### ASSIGNMENT:
When a line in the entries below contains the word "HomeState", copy that line.
*****
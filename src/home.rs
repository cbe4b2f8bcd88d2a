//! The home page: a month of the user's records with their totals.

use std::sync::{Arc, Mutex};

use axum::{
    Extension,
    extract::{FromRef, Query, State},
    response::{IntoResponse, Response},
};
use axum_extra::extract::PrivateCookieJar;
use maud::{Markup, html};
use rusqlite::Connection;

use crate::{
    AppState, Error, endpoints,
    html::{
        BUTTON_PRIMARY_STYLE, ERROR_TEXT_STYLE, FORM_LABEL_STYLE, FORM_TEXT_INPUT_STYLE,
        LINK_STYLE, PAGE_CONTAINER_STYLE, base, flash_messages,
    },
    navigation::NavBar,
    record::{
        FinancialRecord, MonthYear, RecordFilter, RecordQuery, Totals, compute_totals,
        list_records, records_table, totals_view,
    },
    session::{FlashCategory, SESSION_NAME, SessionStore},
    timezone::local_today,
    user::UserID,
};

/// How many months, ending with the current one, the month dropdown offers.
const MONTH_CHOICES: usize = 6;

/// The state needed for the home page.
#[derive(Debug, Clone)]
pub struct HomeState {
    pub sessions: SessionStore,
    /// The local timezone as a canonical timezone name, e.g. "Asia/Jakarta".
    pub local_timezone: String,
    pub db_connection: Arc<Mutex<Connection>>,
}

impl FromRef<AppState> for HomeState {
    fn from_ref(state: &AppState) -> Self {
        Self {
            sessions: state.sessions.clone(),
            local_timezone: state.local_timezone.clone(),
            db_connection: state.db_connection.clone(),
        }
    }
}

enum HomeData {
    Loaded {
        filter: RecordFilter,
        totals: Totals,
        records: Vec<FinancialRecord>,
    },
    Failed {
        message: String,
    },
}

struct HomeView<'a> {
    flashes: &'a [(FlashCategory, String)],
    months: &'a [MonthYear],
    selected_month: &'a str,
    income_only: bool,
    expense_only: bool,
    data: &'a HomeData,
}

fn filter_form(view: &HomeView<'_>) -> Markup {
    let selected_is_listed = view
        .months
        .iter()
        .any(|month| month.to_string() == view.selected_month);

    html! {
        form method="get" action=(endpoints::HOME) class="flex flex-wrap items-end gap-4 w-full max-w-4xl"
        {
            div
            {
                label for="selected_month" class=(FORM_LABEL_STYLE) { "Bulan" }

                select name="selected_month" id="selected_month" class=(FORM_TEXT_INPUT_STYLE)
                {
                    @if !selected_is_listed {
                        option value=(view.selected_month) selected { (view.selected_month) }
                    }

                    @for month in view.months {
                        @let label = month.to_string();
                        option value=(label) selected[label == view.selected_month] { (label) }
                    }
                }
            }

            div class="flex items-center gap-x-2"
            {
                input type="checkbox" name="pemasukanOnly" id="pemasukanOnly" value="true" checked[view.income_only];
                label for="pemasukanOnly" class="text-sm" { "Pemasukan" }
            }

            div class="flex items-center gap-x-2"
            {
                input type="checkbox" name="pengeluaranOnly" id="pengeluaranOnly" value="true" checked[view.expense_only];
                label for="pengeluaranOnly" class="text-sm" { "Pengeluaran" }
            }

            div
            {
                button type="submit" class=(BUTTON_PRIMARY_STYLE) { "Tampilkan" }
            }
        }
    }
}

fn home_view(view: &HomeView<'_>) -> Markup {
    let nav_bar = NavBar::new(endpoints::HOME).into_html();

    let content = html! {
        (nav_bar)

        div class=(PAGE_CONTAINER_STYLE)
        {
            div class="w-full max-w-4xl" { (flash_messages(view.flashes)) }

            div class="flex justify-between items-center w-full max-w-4xl mb-4"
            {
                h1 class="text-2xl font-bold" { "Data Keuangan" }

                a href=(endpoints::ADD_RECORD) class=(LINK_STYLE) { "Tambah Data" }
            }

            (filter_form(view))

            @match view.data {
                HomeData::Loaded { filter, totals, records } => {
                    (totals_view(totals))
                    (records_table(records, true))

                    a
                        href={ (endpoints::DOWNLOAD_RECORD) "?" (filter.query_string()) }
                        class={ (LINK_STYLE) " my-4" }
                    {
                        "Unduh Laporan"
                    }
                }
                HomeData::Failed { message } => {
                    p class=(ERROR_TEXT_STYLE) { (message) }
                }
            }
        }
    };

    base("Home", &content)
}

fn load(filter: &RecordFilter, connection: &Connection) -> Result<(Totals, Vec<FinancialRecord>), Error> {
    let totals = compute_totals(filter, connection)?;
    let records = list_records(filter, connection)?;

    Ok((totals, records))
}

/// Display the user's records and totals for the selected month, the current month by default.
///
/// Pending flash messages are shown once and then cleared from the session.
pub async fn get_home_page(
    State(state): State<HomeState>,
    Extension(user_id): Extension<UserID>,
    jar: PrivateCookieJar,
    Query(query): Query<RecordQuery>,
) -> Response {
    let Some(today) = local_today(&state.local_timezone) else {
        tracing::error!("could not get today's date for timezone {}", state.local_timezone);
        return Error::InvalidTimezoneError(state.local_timezone).into_response();
    };

    let current_month = MonthYear::from_date(today);
    let months = MonthYear::recent(current_month, MONTH_CHOICES);
    let selected_month = query.month_label(current_month);

    let data = match RecordFilter::new(
        user_id,
        &selected_month,
        query.income_only(),
        query.expense_only(),
    ) {
        Ok(filter) => {
            let result = match state.db_connection.lock() {
                Ok(connection) => load(&filter, &connection),
                Err(error) => {
                    tracing::error!("could not acquire database lock: {error}");
                    Err(Error::DatabaseLockError)
                }
            };

            match result {
                Ok((totals, records)) => HomeData::Loaded {
                    filter,
                    totals,
                    records,
                },
                Err(error) => {
                    tracing::error!("could not get records for user {user_id}: {error}");
                    HomeData::Failed {
                        message: format!("Gagal mendapatkan data keuangan, {error}"),
                    }
                }
            }
        }
        Err(error) => {
            tracing::warn!("invalid home query {query:?}: {error}");
            HomeData::Failed {
                message: format!("Bulan tidak valid: {selected_month}"),
            }
        }
    };

    let mut session = state.sessions.get(&jar, SESSION_NAME);
    let flashes = session.take_flashes();

    let page = home_view(&HomeView {
        flashes: &flashes,
        months: &months,
        selected_month: &selected_month,
        income_only: query.income_only(),
        expense_only: query.expense_only(),
        data: &data,
    });

    if flashes.is_empty() {
        page.into_response()
    } else {
        (state.sessions.save(jar, &session), page).into_response()
    }
}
*****
### SOLUTION BELOW:
pub struct HomeState {
impl FromRef<AppState> for HomeState {
    State(state): State<HomeState>,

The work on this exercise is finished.